(Stored data)
--------
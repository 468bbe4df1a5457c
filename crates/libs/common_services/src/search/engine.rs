use super::photo_matches_all_terms;
use crate::visibility::{photo_visibility, visible_album_ids};
use app_state::GalleryConfig;
use common_types::{Album, Photo, ViewerContext};
use std::collections::HashSet;
use tracing::debug;

/// Free-text photo search over collections supplied by the persistence layer.
#[derive(Debug, Clone, Copy)]
pub struct SearchEngine<'a> {
    albums: &'a [Album],
    photos: &'a [Photo],
}

impl<'a> SearchEngine<'a> {
    #[must_use]
    pub const fn new(albums: &'a [Album], photos: &'a [Photo]) -> Self {
        Self { albums, photos }
    }

    /// Photos the viewer may see that match every term.
    ///
    /// Candidates are the photos in visible albums plus the unsorted-or-public
    /// photos. No terms means no term filtering. The result is unordered.
    #[must_use]
    pub fn search<S: AsRef<str>>(
        &self,
        terms: &[S],
        viewer: &ViewerContext,
        config: &GalleryConfig,
    ) -> HashSet<&'a Photo> {
        let visibility = photo_visibility(viewer, config);
        let visible_ids = visible_album_ids(self.albums, viewer, config);

        let found: HashSet<&Photo> = self
            .photos
            .iter()
            .filter(|photo| visibility.matches(photo, &visible_ids))
            .filter(|photo| photo_matches_all_terms(photo, terms))
            .collect();
        debug!(
            "Search with {} terms found {} photos for {} viewer",
            terms.len(),
            found.len(),
            viewer.role()
        );
        found
    }
}

#[cfg(test)]
mod tests {
    use super::*;

    fn fixture() -> (Vec<Album>, Vec<Photo>) {
        let albums = vec![
            Album::builder().id("public").title("Public").owner_id(1).is_public(true).build(),
            Album::builder().id("private").title("Private").owner_id(1).build(),
            Album::builder()
                .id("hidden")
                .title("Hidden")
                .owner_id(1)
                .is_public(true)
                .viewable(false)
                .build(),
        ];
        let photos = vec![
            Photo::builder()
                .id("public-sunset")
                .owner_id(1)
                .album_id("public")
                .title("Sunset at the beach")
                .build(),
            Photo::builder()
                .id("public-dog")
                .owner_id(1)
                .album_id("public")
                .title("Dog")
                .tags(vec!["sunset".to_owned()])
                .build(),
            Photo::builder()
                .id("public-cat")
                .owner_id(1)
                .album_id("public")
                .title("Cat")
                .build(),
            Photo::builder()
                .id("private-sunset")
                .owner_id(1)
                .album_id("private")
                .title("SUNSET")
                .build(),
            Photo::builder()
                .id("hidden-sunset")
                .owner_id(1)
                .album_id("hidden")
                .title("sunset")
                .build(),
            Photo::builder()
                .id("unsorted-sunset")
                .owner_id(3)
                .title("sunset")
                .build(),
            Photo::builder()
                .id("public-in-private")
                .owner_id(1)
                .album_id("private")
                .is_public(true)
                .location("Sunset Boulevard")
                .build(),
        ];
        (albums, photos)
    }

    fn ids(found: &HashSet<&Photo>) -> HashSet<String> {
        found.iter().map(|p| p.id.clone()).collect()
    }

    fn set(ids: &[&str]) -> HashSet<String> {
        ids.iter().map(|id| (*id).to_owned()).collect()
    }

    #[test]
    fn test_empty_terms_return_all_visible() {
        let (albums, photos) = fixture();
        let engine = SearchEngine::new(&albums, &photos);

        let found = engine.search::<&str>(&[], &ViewerContext::anonymous(), &GalleryConfig::default());

        assert_eq!(ids(&found), set(&["public-sunset", "public-dog", "public-cat"]));
    }

    #[test]
    fn test_term_filters_visible_photos() {
        let (albums, photos) = fixture();
        let engine = SearchEngine::new(&albums, &photos);

        let found = engine.search(&["sunset"], &ViewerContext::anonymous(), &GalleryConfig::default());

        assert_eq!(ids(&found), set(&["public-sunset", "public-dog"]));
    }

    #[test]
    fn test_public_photos_shown() {
        let (albums, photos) = fixture();
        let engine = SearchEngine::new(&albums, &photos);
        let config = GalleryConfig {
            public_photos_hidden: false,
            ..GalleryConfig::default()
        };

        let found = engine.search(&["sunset"], &ViewerContext::anonymous(), &config);

        assert_eq!(
            ids(&found),
            set(&["public-sunset", "public-dog", "public-in-private"])
        );
    }

    #[test]
    fn test_uploader_finds_own_unsorted() {
        let (albums, photos) = fixture();
        let engine = SearchEngine::new(&albums, &photos);

        let found = engine.search(&["sunset"], &ViewerContext::user(3, true), &GalleryConfig::default());

        assert_eq!(
            ids(&found),
            set(&["public-sunset", "public-dog", "unsorted-sunset"])
        );
    }

    #[test]
    fn test_admin_finds_everything() {
        let (albums, photos) = fixture();
        let engine = SearchEngine::new(&albums, &photos);

        let found = engine.search(&["sunset"], &ViewerContext::admin(9), &GalleryConfig::default());

        assert_eq!(
            ids(&found),
            set(&[
                "public-sunset",
                "public-dog",
                "private-sunset",
                "hidden-sunset",
                "unsorted-sunset",
                "public-in-private",
            ])
        );
    }

    #[test]
    fn test_all_terms_must_match() {
        let (albums, photos) = fixture();
        let engine = SearchEngine::new(&albums, &photos);

        let found = engine.search(
            &["sunset", "beach"],
            &ViewerContext::anonymous(),
            &GalleryConfig::default(),
        );

        assert_eq!(ids(&found), set(&["public-sunset"]));
    }

    #[test]
    fn test_single_library_user() {
        let (albums, photos) = fixture();
        let engine = SearchEngine::new(&albums, &photos);
        let config = GalleryConfig {
            single_library: true,
            ..GalleryConfig::default()
        };

        let found = engine.search(&["sunset"], &ViewerContext::user(5, false), &config);

        assert_eq!(
            ids(&found),
            set(&["public-sunset", "public-dog", "private-sunset", "public-in-private"])
        );
    }
}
--------
**EXERCISE REQUIREMENTS:**
Filter the data, keeping only the lines that contain "visibility".

**ANSWER TO THE EXERCISE:**
use crate::visibility::{photo_visibility, visible_album_ids};
        let visibility = photo_visibility(viewer, config);
            .filter(|photo| visibility.matches(photo, &visible_ids))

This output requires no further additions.